Явно не к месту вставлены детали боснийского конфликта. Возможно, это и нелепо — «идейно» выводить писателя на чистую воду, но все же… Каковы мысли Павича? Гуманист? Экзистенциалист? Пацифист? Мизантроп, как Селин? Сербский патриот? Есть идеи? Только глубокомысленный вздор, шуточки и сентенции… «Страсть к жизни»{«Гомологон человеческой души», статья-приложение в книге Павича.}, — объясняет критик Драгиня Рамадански. В итоге Павич воспринимается как Абсолютное Ничто. Силясь угодить конъюнктуре, он вот-вот растворится в воздухе…

Павич оригинальничает. Часть текста представлена в виде электронного письма, часть — надиктована на пленку автоответчика. На одном из листков, затерявшихся в ящике, начертан адрес из Интернета, сулящий продолжение… Скверный анекдот. И это «продвинутая литература» двадцать первого века? Какая хрупкая провинциальность! Впору уж издавать постмодернистский журнал «Техника — старикам!». Болезненная заостренность на современных достижениях (компьютер, Интернет, автоответчик) не есть свежее веяние, прорыв или новаторское безрассудство. Это дышащая затхлостью боязнь оторваться от реальности. Нелепая сосредоточенность на новых чертах окружающего. Мелкое подхихикивание: «И я с вами, с молодыми!» Жалко, недостойно, неадекватно.

Парень, выросший в компьютерных лучах, впитавший их с молоком матери, пользуется миром машин равнодушно и прохладно, воспринимает достижения техники естественно, как окружающую среду. Он сидит за своим компьютером, позевывает, роется в Интернете, а вокруг на ходулях вышагивает Павич и строит глазки…

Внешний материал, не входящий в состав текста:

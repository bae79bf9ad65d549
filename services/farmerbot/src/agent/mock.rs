//! In-memory node agents for tests.

use std::collections::HashMap;
use std::sync::Mutex;

use async_trait::async_trait;
use farmerbot_id::TwinId;
use tracing::debug;

use super::{AgentError, NodeAgent};
use crate::models::NodeStatistics;

#[derive(Debug, Clone, Default)]
struct MockNode {
    online: bool,
    statistics: NodeStatistics,
    public_config: bool,
    wg_ports: Vec<u16>,
    statistics_calls: usize,
    fail_statistics: bool,
}

/// Fake fleet of node agents. Unknown twins never answer.
#[derive(Debug, Default)]
pub struct MockNodeAgent {
    nodes: Mutex<HashMap<TwinId, MockNode>>,
}

impl MockNodeAgent {
    pub fn new() -> Self {
        Self::default()
    }

    fn with_node<R>(&self, twin: TwinId, f: impl FnOnce(&mut MockNode) -> R) -> R {
        let mut nodes = self.nodes.lock().unwrap_or_else(|e| e.into_inner());
        f(nodes.entry(twin).or_default())
    }

    /// Make the agent answer (or stop answering) liveness probes.
    pub fn set_online(&self, twin: TwinId, online: bool) {
        self.with_node(twin, |n| n.online = online);
    }

    pub fn set_statistics(&self, twin: TwinId, statistics: NodeStatistics) {
        self.with_node(twin, |n| n.statistics = statistics);
    }

    pub fn set_public_config(&self, twin: TwinId, public_config: bool) {
        self.with_node(twin, |n| n.public_config = public_config);
    }

    pub fn set_wg_ports(&self, twin: TwinId, ports: Vec<u16>) {
        self.with_node(twin, |n| n.wg_ports = ports);
    }

    /// Make statistics calls fail while liveness keeps working.
    pub fn fail_statistics(&self, twin: TwinId, fail: bool) {
        self.with_node(twin, |n| n.fail_statistics = fail);
    }

    /// Number of statistics calls served for `twin`.
    pub fn statistics_calls(&self, twin: TwinId) -> usize {
        self.with_node(twin, |n| n.statistics_calls)
    }

    fn online(&self, twin: TwinId) -> Result<MockNode, AgentError> {
        let node = self.with_node(twin, |n| n.clone());
        if node.online {
            Ok(node)
        } else {
            Err(AgentError::Unreachable { twin_id: twin })
        }
    }
}

#[async_trait]
impl NodeAgent for MockNodeAgent {
    async fn system_version(&self, twin: TwinId) -> Result<(), AgentError> {
        self.online(twin)?;
        debug!(twin_id = %twin, "[MOCK] system version");
        Ok(())
    }

    async fn statistics(&self, twin: TwinId) -> Result<NodeStatistics, AgentError> {
        let node = self.online(twin)?;
        self.with_node(twin, |n| n.statistics_calls += 1);
        if node.fail_statistics {
            return Err(AgentError::Remote {
                cmd: "zos.statistics.get".to_string(),
                message: "statistics unavailable".to_string(),
            });
        }
        Ok(node.statistics)
    }

    async fn has_public_config(&self, twin: TwinId) -> Result<bool, AgentError> {
        Ok(self.online(twin)?.public_config)
    }

    async fn list_wg_ports(&self, twin: TwinId) -> Result<Vec<u16>, AgentError> {
        Ok(self.online(twin)?.wg_ports)
    }
}
//! Reconciliation loop.
//!
//! Each round refreshes every node from its agent and the chain, then runs
//! the daily wake-up and power management. Rounds run on a fixed interval;
//! a failed round is logged and the next one starts on schedule.

mod refresher;
mod worker;

pub use refresher::{NodeRefresher, RefreshSummary, DEFAULT_REFRESH_CONCURRENCY};
pub use worker::{ReconcileWorker, RoundReport};
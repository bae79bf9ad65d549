use tracing::{info, instrument, Span};

use super::Fleet;
use crate::error::FarmerbotResult;
use crate::models::Farm;

/// Defines and reads the farm.
#[derive(Clone)]
pub struct FarmManager {
    fleet: Fleet,
    span: Span,
}

impl FarmManager {
    pub fn new(fleet: Fleet, span: Span) -> Self {
        Self { fleet, span }
    }

    /// Store (or replace) the farm definition.
    #[instrument(parent = &self.span, skip_all, fields(farm_id = %farm.id))]
    pub async fn define(&self, farm: Farm) -> FarmerbotResult<Farm> {
        let _gate = self.fleet.gate.lock().await;
        self.fleet.store.set_farm(&farm).await?;
        info!(public_ips = farm.public_ips, "Farm defined");
        Ok(farm)
    }

    pub async fn get(&self) -> FarmerbotResult<Farm> {
        Ok(self.fleet.store.get_farm().await?)
    }
}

Дабы оправдать свою «литературную провинцию», Павич претендует на нестандартность композиции. Заявляют: из-за него литература может разделиться на два направления — на традиционное и компьютерное. Оказывается, тексты Павича как-то особенно приспособлены к компьютерному пространству и превращаются в гипертексты. Разъясняя, критик Ясмина Михайлович сравнивает произведения Павича с видеоигрой, «Пространство с виду не ограничено, так что создается иллюзия бесконечности»{ «Павич и гипербеллетристика», тоже статья-приложение.}. Это что, впервые такое? А Кафка, наконец? Критик продолжает: «Переходом с уровня на уровень, вперед-назад, влево-вправо решаются загадки и собираются сведения…» Ну возьмите хотя бы Фолкнера (к одному из американских изданий «Шума и ярости» был приложен указатель, помогающий ориентироваться в уровнях сюжета)… Что же это за революция Павича, а?..

Заметим в заключение: у него нашлась русская аудитория. Он вписался в социокультурный процесс. Плебейская псевдокультура душит часть молодежи, особенно девушек, каких-нибудь студенток РГГУ, приехавших из Владивостока и Ставрополя. Девушки трогательно плавают среди безвкусных посткомсомольских координат. А Милорад Павич навязывает им бижутерию. Они будут слушать убогие рок-песенки под гитарку о «смысле жизни» и млеть над сентенциями писателя…

И бомж с вокзала, самобытный и рассудительный, будет выглядеть достойнее их?